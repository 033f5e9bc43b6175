//! Callables with identity: host callbacks, value listeners and transforms.

use std::fmt;
use std::sync::Arc;

use crate::value::Value;

use super::ids::{CallbackId, ListenerId};

/// A callback a host invokes with each new value.
///
/// Clones share the same identity; two callbacks compare equal only if one
/// was cloned from the other.
#[derive(Clone)]
pub struct Callback {
    id: CallbackId,
    func: Arc<dyn Fn(Value) + Send + Sync>,
}

impl Callback {
    pub fn new(func: impl Fn(Value) + Send + Sync + 'static) -> Self {
        Self {
            id: CallbackId::new(),
            func: Arc::new(func),
        }
    }

    #[must_use]
    pub const fn id(&self) -> CallbackId {
        self.id
    }

    /// Invoke the callback.
    pub fn call(&self, value: Value) {
        (self.func)(value);
    }
}

impl PartialEq for Callback {
    fn eq(&self, other: &Self) -> bool {
        self.id == other.id
    }
}

impl Eq for Callback {}

impl fmt::Debug for Callback {
    fn fmt(&self, f: &mut fmt::Formatter<'_>) -> fmt::Result {
        f.debug_struct("Callback").field("id", &self.id).finish()
    }
}

/// A value listener attached to a stream node.
///
/// Keep the `Listener` around to remove it later with `Stream::off_value`.
#[derive(Clone)]
pub struct Listener {
    id: ListenerId,
    func: Arc<dyn Fn(&Value) + Send + Sync>,
}

impl Listener {
    pub fn new(func: impl Fn(&Value) + Send + Sync + 'static) -> Self {
        Self {
            id: ListenerId::new(),
            func: Arc::new(func),
        }
    }

    #[must_use]
    pub const fn id(&self) -> ListenerId {
        self.id
    }

    pub(crate) fn notify(&self, value: &Value) {
        (self.func)(value);
    }
}

impl PartialEq for Listener {
    fn eq(&self, other: &Self) -> bool {
        self.id == other.id
    }
}

impl Eq for Listener {}

impl fmt::Debug for Listener {
    fn fmt(&self, f: &mut fmt::Formatter<'_>) -> fmt::Result {
        f.debug_struct("Listener").field("id", &self.id).finish()
    }
}

/// One pipeline stage: `(accumulator, raw dispatched value) -> next accumulator`.
#[derive(Clone)]
pub struct Transform(Arc<dyn Fn(&Value, &Value) -> Value + Send + Sync>);

impl Transform {
    pub fn new(func: impl Fn(&Value, &Value) -> Value + Send + Sync + 'static) -> Self {
        Self(Arc::new(func))
    }

    pub(crate) fn apply(&self, acc: &Value, raw: &Value) -> Value {
        (self.0)(acc, raw)
    }
}

impl fmt::Debug for Transform {
    fn fmt(&self, f: &mut fmt::Formatter<'_>) -> fmt::Result {
        f.write_str("Transform")
    }
}

#[cfg(test)]
mod tests {
    use std::sync::atomic::{AtomicI64, Ordering};

    use super::*;

    #[test]
    fn callback_identity_survives_clone() {
        let a = Callback::new(|_| {});
        let b = a.clone();
        let c = Callback::new(|_| {});
        assert_eq!(a, b);
        assert_ne!(a, c);
    }

    #[test]
    fn callback_invokes_closure() {
        let seen = Arc::new(AtomicI64::new(0));
        let sink = Arc::clone(&seen);
        let cb = Callback::new(move |v| {
            sink.store(v.as_int().unwrap_or(-1), Ordering::SeqCst);
        });
        cb.call(Value::Int(9));
        assert_eq!(seen.load(Ordering::SeqCst), 9);
    }

    #[test]
    fn transform_receives_accumulator_and_raw() {
        let t = Transform::new(|acc, raw| {
            Value::Int(acc.as_int().unwrap_or(0) + raw.as_int().unwrap_or(0))
        });
        assert_eq!(t.apply(&Value::Int(2), &Value::Int(5)), Value::Int(7));
    }
}
//! Interception layer.
//!
//! [`Wrapped`] is the facade over a host; [`CapabilityMethod`] is the
//! dispatch adapter factory that turns callback registrations into streams.

/// Capability method invocation.
pub mod adapter;
/// The wrapping facade.
pub mod wrapped;

pub use adapter::CapabilityMethod;
pub use wrapped::{Property, Returned, Wrapped, WrappedFn, WrappedMethod};
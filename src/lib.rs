//! # hookstream - callback registrations as push streams
//!
//! hookstream wraps objects that accept callbacks (event emitters, timer
//! services, document-like node trees) so that their registration methods
//! return a [`Stream`] instead of taking a callback. Values the host delivers
//! flow into the root stream, through every derived pipeline, and out to value
//! listeners.
//!
//! ## Core Concepts
//!
//! - **Capability**: a host method that registers or removes a callback, with
//!   the callback's argument position
//! - **Alias**: a shorthand method name resolved to a canonical capability
//! - **Root stream**: receives raw host values through its dispatch adapter
//! - **Child stream**: a pipeline of fold transforms attached to a root
//!
//! ## Usage
//!
//! ```rust,ignore
//! use std::sync::Arc;
//! use hookstream::{Arg, Emitter, Engine, Listener};
//!
//! let engine = Engine::default();
//! let bus = Arc::new(Emitter::new("bus"));
//! let wrapped = engine.wrap(bus.clone());
//!
//! let data = wrapped.call("add", vec![Arg::from("data")])?.into_stream().unwrap();
//! let doubled = data.pipe(|_, raw| (raw.as_int().unwrap_or(0) * 2).into());
//! doubled.on_value(&Listener::new(|v| println!("{v}")));
//!
//! bus.emit("data", 21); // prints 42
//! ```

#![warn(missing_docs)]
#![warn(clippy::all)]
#![warn(clippy::pedantic)]
#![allow(clippy::module_name_repetitions)]

// Core types
pub mod error;
pub mod value;

// Stream engine and capability tables
pub mod capability;
pub mod stream;

// Hosts and interception
pub mod engine;
pub mod host;
pub mod intercept;

pub use capability::{AliasTable, CapabilityDescriptor, CapabilityRegistry, Direction};
pub use engine::{Engine, EngineConfig};
pub use error::{
    HookError, HookResult, HostError, HostResult, InterceptError, RegistryError, StreamError,
};
pub use host::{
    Arg, Emitter, HostFn, HostObject, HostRef, ListenerSet, ManualTimers, Member, Node,
    ThreadTimers, TimerConfig,
};
pub use intercept::{CapabilityMethod, Property, Returned, Wrapped, WrappedFn, WrappedMethod};
pub use stream::{Callback, CallbackId, Listener, ListenerId, Stream, StreamId, Transform};
pub use value::Value;
//! Error types for hookstream.
//!
//! All errors in hookstream are strongly typed using thiserror.
//! Most stream operations report failure through boolean returns instead,
//! because they run inside callbacks invoked by a host whose own dispatch loop
//! must not be disturbed. The typed errors below back those booleans and cover
//! the user-initiated calls that can legitimately fail.

use thiserror::Error;

use crate::stream::StreamId;

/// Errors raised by the capability registry and alias table.
#[derive(Debug, Error, Clone, PartialEq, Eq)]
pub enum RegistryError {
    #[error("'{name}' is already registered")]
    Duplicate {
        name: String,
    },

    #[error("No capability registered under '{name}'")]
    NotFound {
        name: String,
    },
}

/// Errors raised by stream bookkeeping.
#[derive(Debug, Error, Clone, PartialEq, Eq)]
pub enum StreamError {
    #[error("Stream {id} is not a root stream and cannot {operation}")]
    InvalidDispatchTarget {
        id: StreamId,
        operation: &'static str,
    },

    #[error("Stream {child} is not attached to root {root}")]
    NotAttached {
        root: StreamId,
        child: StreamId,
    },
}

/// Errors raised by host objects.
#[derive(Debug, Error, Clone, PartialEq, Eq)]
pub enum HostError {
    #[error("'{shape}' has no method '{method}'")]
    UnknownMethod {
        shape: &'static str,
        method: String,
    },

    #[error("Argument {index} of '{method}' is invalid: {reason}")]
    InvalidArgument {
        method: String,
        index: usize,
        reason: String,
    },

    #[error("'{method}' requires an argument at position {index}")]
    MissingArgument {
        method: String,
        index: usize,
    },
}

/// Errors raised by calls made through a wrapped object.
#[derive(Debug, Error, Clone, PartialEq, Eq)]
pub enum InterceptError {
    #[error("Property '{name}' is not callable")]
    NotCallable {
        name: String,
    },

    #[error("'{method}' expects a stream handle at position {index}")]
    MissingStreamArgument {
        method: String,
        index: usize,
    },

    #[error("Host call failed: {0}")]
    Host(#[from] HostError),
}

/// Top-level error type for hookstream.
#[derive(Debug, Error, Clone, PartialEq, Eq)]
pub enum HookError {
    #[error("Registry error: {0}")]
    Registry(#[from] RegistryError),

    #[error("Stream error: {0}")]
    Stream(#[from] StreamError),

    #[error("Intercept error: {0}")]
    Intercept(#[from] InterceptError),

    #[error("Invalid configuration: {message}")]
    Config {
        message: String,
    },

    #[error("Internal error: {message}")]
    Internal {
        message: String,
    },
}

impl From<HostError> for HookError {
    fn from(err: HostError) -> Self {
        Self::Intercept(InterceptError::Host(err))
    }
}

impl HookError {
    /// Creates an internal error.
    #[must_use]
    pub fn internal(message: impl Into<String>) -> Self {
        Self::Internal {
            message: message.into(),
        }
    }

    /// Returns true if this is a registry error.
    #[must_use]
    pub const fn is_registry(&self) -> bool {
        matches!(self, Self::Registry(_))
    }

    /// Returns true if this is a stream error.
    #[must_use]
    pub const fn is_stream(&self) -> bool {
        matches!(self, Self::Stream(_))
    }

    /// Returns true if this is an intercept (or host) error.
    #[must_use]
    pub const fn is_intercept(&self) -> bool {
        matches!(self, Self::Intercept(_))
    }

    /// Returns true if this is a configuration error.
    #[must_use]
    pub const fn is_config(&self) -> bool {
        matches!(self, Self::Config { .. })
    }

    /// Returns true if this is an internal error.
    #[must_use]
    pub const fn is_internal(&self) -> bool {
        matches!(self, Self::Internal { .. })
    }
}

/// Result type alias for hookstream operations.
pub type HookResult<T> = Result<T, HookError>;

/// Result type alias for host object calls.
pub type HostResult<T> = Result<T, HostError>;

+++++

WHAT IS REQUIRED ->
Using the records above, filter out every line that lacks the string "apply" and copy the rest.

COMPLETED TASK ->
    pub(crate) fn apply(&self, acc: &Value, raw: &Value) -> Value {
        assert_eq!(t.apply(&Value::Int(2), &Value::Int(5)), Value::Int(7));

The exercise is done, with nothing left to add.